Of course, this has an entirely different meaning in the digital realm. When it comes to computers and electronic devices, the term bootstrap refers to the ability to “boot” a program onto a device with the help of a smaller program. This facilitates the larger program being integrated typically in an operating system.
So, while a bootstrap is a tiny part of a boot used for lifting it up, from a computer perspective, Bootstrap is a much different entity. Let’s take a closer look at Bootstrap by defining what it is, its impact on the technology world, how you can use Bootstrap, and what its continued use means for the future.
What is Bootstrap?
Two Twitter developers named Jacob Thornton and Mark Otto developed Bootstrap while at the social media platform. They created it to make the tools used on Twitter perform more reliably while also cutting down on the time needed to maintain those tools. Initially, the tool itself was known as Twitter Blueprint while often being referred to as Twitter Bootstrap.
Now that you understand what Bootstrap is, let’s dive into what it means to the technology world – and specifically, those looking to develop websites without unlimited financial resources to throw at the problem.
What Bootstrap means to the technology world
The main benefit of using Bootstrap is that it’s equally valuable to experienced developers and beginners. It facilitates easy website building and design without forcing the user to enter commands.
Bootstrap taps into sound design principles to give anyone engaging with it an optimal user experience. It has a responsive layout, which means that the website or app can look it gives the viewer based on the viewer’s specific orientation. Because it’s mobile-first software, it operates with the assumption that all users will be using a tablet or smartphone.
It’s this responsiveness that makes Bootstrap an effective tool. It makes this the perfect solution for organizations with staff that work primarily on mobile applications. They no longer must worry about changing dimensions on the device – Bootstrap adapts depending on the situation.
Along with its intuitive design, Bootstrap also offers plenty of valuable user interface components. It delivers an implementation framework that will leave users able to easily begin using it. It also offers source code, or the program can be compiled in advance, depending on the user’s needs.

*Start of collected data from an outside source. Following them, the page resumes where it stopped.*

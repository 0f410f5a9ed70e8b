//! Loopback POST to the agent, optionally sealed with the machine-id key.

use crate::config::AgentEndpoint;
use crate::request::OptimizationRequest;
use aes_gcm::aead::{Aead, AeadCore, KeyInit, OsRng};
use aes_gcm::{Aes256Gcm, Key};
use base64::engine::general_purpose::STANDARD as BASE64;
use base64::Engine;
use sha2::{Digest, Sha256};
use tracing::{debug, error, info, warn};

pub async fn read_machine_id() -> Option<String> {
    match tokio::fs::read_to_string("/etc/machine-id").await {
        Ok(id) => {
            let id = id.trim().to_string();
            (!id.is_empty()).then_some(id)
        }
        Err(_) => None,
    }
}

fn encrypt(plaintext: &str, machine_id: &str) -> Option<String> {
    let key: [u8; 32] = Sha256::digest(machine_id.as_bytes()).into();
    let cipher = Aes256Gcm::new(Key::<Aes256Gcm>::from_slice(&key));
    let nonce = Aes256Gcm::generate_nonce(&mut OsRng);
    let ciphertext = cipher.encrypt(&nonce, plaintext.as_bytes()).ok()?;

    let mut sealed = Vec::with_capacity(nonce.len() + ciphertext.len());
    sealed.extend_from_slice(&nonce);
    sealed.extend_from_slice(&ciphertext);
    Some(BASE64.encode(sealed))
}

pub async fn send(
    request: &OptimizationRequest,
    endpoint: &AgentEndpoint,
    machine_id: Option<&str>,
) -> anyhow::Result<()> {
    let json = serde_json::to_string(request)?;

    let (body, content_type) = match machine_id {
        Some(id) => match encrypt(&json, id) {
            Some(sealed) => (sealed, "application/x-www-form-urlencoded"),
            None => anyhow::bail!("could not encrypt the request payload"),
        },
        None => (json, "application/json"),
    };

    info!("sending optimization request for pid '{}'", request.pid);
    let response = reqwest::Client::new()
        .post(format!("http://127.0.0.1:{}/", endpoint.port))
        .header("Content-Type", content_type)
        .body(body)
        .send()
        .await;

    match response {
        Ok(response) => match response.status().as_u16() {
            200 | 202 => debug!("request successfully sent for pid '{}'", request.pid),
            401 => warn!(
                "unauthorized request. Optimizations will not be performed for pid '{}'",
                request.pid
            ),
            status => error!(
                "unexpected response for the request (pid: {}, status: {status})",
                request.pid
            ),
        },
        Err(e) => {
            eprintln!(
                "[overdrive] Request for pid '{}' could not reach the agent. It may not be running: {e}",
                request.pid
            );
        }
    }
    Ok(())
}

One of the biggest advantages of Bootstrap is that along with being open source, it’s also free to use. Anyone who wants to use it can find it hosted on GitHub and can download it from the official Bootstrap website.
It’s clear why Bootstrap is such an invaluable tool for so many developers working in the mobile space. But what exactly can they use it for, and why should they use Bootstrap?
How and why you should use Bootstrap
The primary use of Bootstrap is simple: if you’re looking to develop a mobile-based application, it’s an inexpensive yet comprehensive option. Bootstrap’s functionality eliminates the need to write endless amounts of CSS code. This frees up your availability for other tasks.
There are multiple reasons why you should consider using Bootstrap. As noted above, its responsiveness is a major selling point. It comes with a prefilled grid, meaning you can load content directly into your containers.
It also comes with handy components that you can integrate into your website design. You can add navigation bars, dropdown menus, or thumbnail images. These aren’t the only components you can add, of course, but just a small sample of what’s possible.
Because of the responsive design, you’ll be able to add a wide variety of components that resize to fit your site. You won’t have to grapple with sizing the components yourself – Bootstrap takes care of that for you, again leaving you free to focus your mental energy elsewhere.
Bootstrap also has shockingly thorough and easy-to-grasp documentation. No matter what you need to do through the software, you’ll be able to find documentation to help guide you through the process. There’s nothing more frustrating than being stuck with software and having no idea how to implement it. Bootstrap’s documentation provides plenty of code samples, making complicated moves easy even for novices.
The bottom line is that Bootstrap is simple to use and compatible with most browsers. Using it for mobile application development is a slam dunk. But what’s the future of this tool?
The future of Bootstrap and determining if its right for your team
So, should you use Bootstrap? It’s certainly not without its drawbacks. It’s easy to use, but users will need to familiarize themselves with it and get used to its interface.
No matter what type of front-end web development you’re working on, Bootstrap likely offers the solutions and capabilities you’ll need. It has a versatile set of tools with plenty of educational resources within the program itself for anyone who needs to get acclimated.
Yes, it’s not perfect – no web development tool is – but the design flexibility it offers you is hard to beat. And as a free service, you certainly can’t beat the price.